PROBLEM REQUIREMENTS >> All lines from the opening of the data to the line containing "pub enum Fit" must be returned unchanged, and only those lines.
#### MATERIAL PROVIDED
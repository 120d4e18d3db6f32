//! Destination-to-source index maps for scan-out.
//!
//! Each map answers "which source column (or row) feeds destination pixel
//! `d`", with [`ScaleMap::OUTSIDE`] marking padding that gets the background
//! colour. Maps are built once per layout, so the per-line work is a table
//! lookup.

use crate::ConfigError;
use crate::pool::FrameGeometry;

/// How a frame is placed on the panel.
#[derive(Clone, Copy, Debug, PartialEq, Eq)]
#[cfg_attr(feature = "defmt", derive(defmt::Format))]
pub enum Fit {
    /// 1:1 in a window centered on the panel. Frames larger than the panel
    /// are cropped around their center.
    Native,
    /// Every source pixel becomes a k×k block; the result is centered on the
    /// full panel, padded or cropped as needed.
    Integer(u8),
    /// Nearest-neighbour resample to the whole panel.
    Stretch,
    /// 1:1 copies repeated across the panel with one copy centered.
    Tile,
}

/// Inclusive output rectangle in panel coordinates.
#[derive(Clone, Copy, Debug, Default, PartialEq, Eq)]
#[cfg_attr(feature = "defmt", derive(defmt::Format))]
pub struct Window {
    pub x0: u16,
    pub y0: u16,
    pub x1: u16,
    pub y1: u16,
}

impl Window {
    pub const fn new(x0: u16, y0: u16, width: u16, height: u16) -> Self {
        Self {
            x0,
            y0,
            x1: x0 + width - 1,
            y1: y0 + height - 1,
        }
    }

    pub const fn width(&self) -> usize {
        (self.x1 - self.x0) as usize + 1
    }

    pub const fn height(&self) -> usize {
        (self.y1 - self.y0) as usize + 1
    }

    pub const fn contains(&self, x: u16, y: u16) -> bool {
        x >= self.x0 && x <= self.x1 && y >= self.y0 && y <= self.y1
    }
}

/// Lookup table of up to `N` destination indices.
#[derive(Clone, Debug, PartialEq, Eq)]
pub struct ScaleMap<const N: usize> {
    len: usize,
    table: [u16; N],
    /// First source index when the whole map is one contiguous run.
    run: Option<u16>,
}

impl<const N: usize> ScaleMap<N> {
    pub const OUTSIDE: u16 = u16::MAX;

    /// `src` pixels scaled by `k` and centered in `dst`.
    fn centered(dst: usize, src: usize, k: usize) -> Self {
        let offset = (dst as i32 - (src * k) as i32) / 2;
        Self::build(dst, |d| {
            let rel = d as i32 - offset;
            if rel < 0 {
                return None;
            }
            let s = rel as usize / k;
            (s < src).then_some(s)
        })
    }

    /// `floor(d * src / dst)`.
    fn nearest(dst: usize, src: usize) -> Self {
        Self::build(dst, |d| Some(d * src / dst))
    }

    /// `src` repeated across `dst`, one copy centered.
    fn tiled(dst: usize, src: usize) -> Self {
        let offset = (dst as i32 - src as i32) / 2;
        Self::build(dst, |d| Some((d as i32 - offset).rem_euclid(src as i32) as usize))
    }

    fn build(len: usize, source: impl Fn(usize) -> Option<usize>) -> Self {
        let mut table = [Self::OUTSIDE; N];
        for (d, entry) in table[..len].iter_mut().enumerate() {
            *entry = source(d).map_or(Self::OUTSIDE, |s| s as u16);
        }
        let first = table.first().copied().filter(|&s| s != Self::OUTSIDE && len > 0);
        let run = first.filter(|&s0| {
            table[..len]
                .iter()
                .enumerate()
                .all(|(d, &s)| s != Self::OUTSIDE && s as usize == s0 as usize + d)
        });
        Self { len, table, run }
    }

    pub fn len(&self) -> usize {
        self.len
    }

    pub fn is_empty(&self) -> bool {
        self.len == 0
    }

    pub fn source_of(&self, d: usize) -> Option<usize> {
        match self.table[..self.len].get(d) {
            Some(&s) if s != Self::OUTSIDE => Some(s as usize),
            _ => None,
        }
    }

    pub fn entries(&self) -> &[u16] {
        &self.table[..self.len]
    }

    /// Source index of destination 0 when destination `d` always reads source
    /// `start + d`.
    pub fn contiguous_start(&self) -> Option<usize> {
        self.run.map(usize::from)
    }

    /// Destination `d` reads exactly what `d - 1` read.
    pub fn repeats_previous(&self, d: usize) -> bool {
        d > 0 && d < self.len && self.table[d] == self.table[d - 1]
    }
}

/// Output window plus the column and row maps that fill it.
#[derive(Clone, Debug, PartialEq, Eq)]
pub struct Layout<const N: usize> {
    pub window: Window,
    pub columns: ScaleMap<N>,
    pub rows: ScaleMap<N>,
}

impl<const N: usize> Layout<N> {
    pub fn plan(
        panel_width: u16,
        panel_height: u16,
        frame: FrameGeometry,
        fit: Fit,
    ) -> Result<Self, ConfigError> {
        if frame.is_empty() || panel_width == 0 || panel_height == 0 {
            return Err(ConfigError::EmptyGeometry);
        }
        let extent = panel_width.max(panel_height) as usize;
        if extent > N {
            return Err(ConfigError::PanelTooLarge {
                extent,
                capacity: N,
            });
        }

        let (pw, ph) = (panel_width as usize, panel_height as usize);
        let (fw, fh) = (frame.width as usize, frame.height as usize);
        let full = Window::new(0, 0, panel_width, panel_height);
        let layout = match fit {
            Fit::Native => {
                let (w, h) = (fw.min(pw), fh.min(ph));
                Self {
                    window: Window::new(((pw - w) / 2) as u16, ((ph - h) / 2) as u16, w as u16, h as u16),
                    columns: ScaleMap::centered(w, fw, 1),
                    rows: ScaleMap::centered(h, fh, 1),
                }
            }
            Fit::Integer(0) => return Err(ConfigError::ZeroScale),
            Fit::Integer(k) => Self {
                window: full,
                columns: ScaleMap::centered(pw, fw, k as usize),
                rows: ScaleMap::centered(ph, fh, k as usize),
            },
            Fit::Stretch => Self {
                window: full,
                columns: ScaleMap::nearest(pw, fw),
                rows: ScaleMap::nearest(ph, fh),
            },
            Fit::Tile => Self {
                window: full,
                columns: ScaleMap::tiled(pw, fw),
                rows: ScaleMap::tiled(ph, fh),
            },
        };
        debug!(
            "scale: {:?} {}x{} -> window ({}, {})..({}, {})",
            fit,
            frame.width,
            frame.height,
            layout.window.x0,
            layout.window.y0,
            layout.window.x1,
            layout.window.y1
        );
        Ok(layout)
    }

    pub fn width(&self) -> usize {
        self.window.width()
    }

    pub fn height(&self) -> usize {
        self.window.height()
    }
}
//! Conversion of stored pixels into the bytes the panel expects.

use embedded_graphics::pixelcolor::{IntoStorage, Rgb565, Rgb888};

/// Source-to-wire pixel conversion applied while filling staging lines.
#[derive(Clone, Copy, Debug, PartialEq, Eq)]
#[cfg_attr(feature = "defmt", derive(defmt::Format))]
pub enum Packing {
    /// Stored bytes are already in wire order.
    Copy { bytes_per_pixel: u8 },
    /// 16-bit pixels with the two bytes exchanged.
    Swap16,
    /// 24-bit RGB reduced to big-endian RGB565.
    Rgb888ToRgb565,
}

impl Packing {
    pub const fn source_bytes(&self) -> usize {
        match self {
            Packing::Copy { bytes_per_pixel } => *bytes_per_pixel as usize,
            Packing::Swap16 => 2,
            Packing::Rgb888ToRgb565 => 3,
        }
    }

    pub const fn output_bytes(&self) -> usize {
        match self {
            Packing::Copy { bytes_per_pixel } => *bytes_per_pixel as usize,
            Packing::Swap16 | Packing::Rgb888ToRgb565 => 2,
        }
    }

    /// Convert one pixel.
    #[inline]
    pub fn pack(&self, src: &[u8], dst: &mut [u8]) {
        match self {
            Packing::Copy { .. } => dst.copy_from_slice(src),
            Packing::Swap16 => {
                dst[0] = src[1];
                dst[1] = src[0];
            }
            Packing::Rgb888ToRgb565 => {
                let colour = Rgb565::from(Rgb888::new(src[0], src[1], src[2]));
                dst.copy_from_slice(&colour.into_storage().to_be_bytes());
            }
        }
    }

    /// Convert a run of whole pixels.
    pub fn pack_run(&self, src: &[u8], dst: &mut [u8]) {
        if let Packing::Copy { .. } = self {
            dst.copy_from_slice(src);
            return;
        }
        for (s, d) in src
            .chunks_exact(self.source_bytes())
            .zip(dst.chunks_exact_mut(self.output_bytes()))
        {
            self.pack(s, d);
        }
    }
}

impl Default for Packing {
    fn default() -> Self {
        Packing::Copy { bytes_per_pixel: 2 }
    }
}

/// One output pixel's worth of wire bytes used for padding.
#[derive(Clone, Copy, Debug, PartialEq, Eq)]
#[cfg_attr(feature = "defmt", derive(defmt::Format))]
pub struct Background {
    bytes: [u8; 4],
    len: u8,
}

impl Background {
    pub const BLACK_565: Self = Self {
        bytes: [0; 4],
        len: 2,
    };

    /// Raw wire bytes, at most four.
    pub const fn from_bytes(bytes: &[u8]) -> Self {
        let mut out = [0; 4];
        let len = if bytes.len() < 4 { bytes.len() } else { 4 };
        let mut i = 0;
        while i < len {
            out[i] = bytes[i];
            i += 1;
        }
        Self {
            bytes: out,
            len: len as u8,
        }
    }

    pub fn from_rgb565(colour: Rgb565) -> Self {
        let [hi, lo] = colour.into_storage().to_be_bytes();
        Self {
            bytes: [hi, lo, 0, 0],
            len: 2,
        }
    }

    pub fn as_bytes(&self) -> &[u8] {
        &self.bytes[..self.len as usize]
    }

    pub fn fill(&self, dst: &mut [u8]) {
        match self.as_bytes() {
            [] => {}
            [b] => dst.fill(*b),
            pixel => {
                for d in dst.chunks_exact_mut(pixel.len()) {
                    d.copy_from_slice(pixel);
                }
            }
        }
    }
}

impl Default for Background {
    fn default() -> Self {
        Self::BLACK_565
    }
}

#[cfg(test)]
mod tests {
    use super::*;
    use embedded_graphics::pixelcolor::RgbColor;

    #[test]
    fn pixel_sizes() {
        assert_eq!(Packing::Copy { bytes_per_pixel: 3 }.source_bytes(), 3);
        assert_eq!(Packing::Copy { bytes_per_pixel: 3 }.output_bytes(), 3);
        assert_eq!(Packing::Swap16.source_bytes(), 2);
        assert_eq!(Packing::Rgb888ToRgb565.source_bytes(), 3);
        assert_eq!(Packing::Rgb888ToRgb565.output_bytes(), 2);
    }

    #[test]
    fn swaps_sixteen_bit_pixels() {
        let mut out = [0; 4];
        Packing::Swap16.pack_run(&[0x12, 0x34, 0xAB, 0xCD], &mut out);
        assert_eq!(out, [0x34, 0x12, 0xCD, 0xAB]);
    }

    #[test]
    fn reduces_rgb888_to_big_endian_565() {
        let mut out = [0; 6];
        Packing::Rgb888ToRgb565.pack_run(&[255, 0, 0, 0, 255, 0, 0, 0, 255], &mut out);
        assert_eq!(out, [0xF8, 0x00, 0x07, 0xE0, 0x00, 0x1F]);
    }

    #[test]
    fn background_fills_whole_pixels() {
        let mut line = [0; 6];
        Background::from_rgb565(Rgb565::BLUE).fill(&mut line);
        assert_eq!(line, [0x00, 0x1F, 0x00, 0x1F, 0x00, 0x1F]);

        let mut line = [0; 3];
        Background::from_bytes(&[9]).fill(&mut line);
        assert_eq!(line, [9, 9, 9]);
        assert_eq!(Background::from_bytes(&[1, 2, 3, 4, 5]).as_bytes(), [1, 2, 3, 4]);
        assert_eq!(Background::default().as_bytes(), [0, 0]);
    }
}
########
ANSWER BOX >>
repository 120d4e18d3db6f32
//! Destination-to-source index maps for scan-out.
//!
//! Each map answers "which source column (or row) feeds destination pixel
//! `d`", with [`ScaleMap::OUTSIDE`] marking padding that gets the background
//! colour. Maps are built once per layout, so the per-line work is a table
//! lookup.

use crate::ConfigError;
use crate::pool::FrameGeometry;

/// How a frame is placed on the panel.
#[derive(Clone, Copy, Debug, PartialEq, Eq)]
#[cfg_attr(feature = "defmt", derive(defmt::Format))]
pub enum Fit {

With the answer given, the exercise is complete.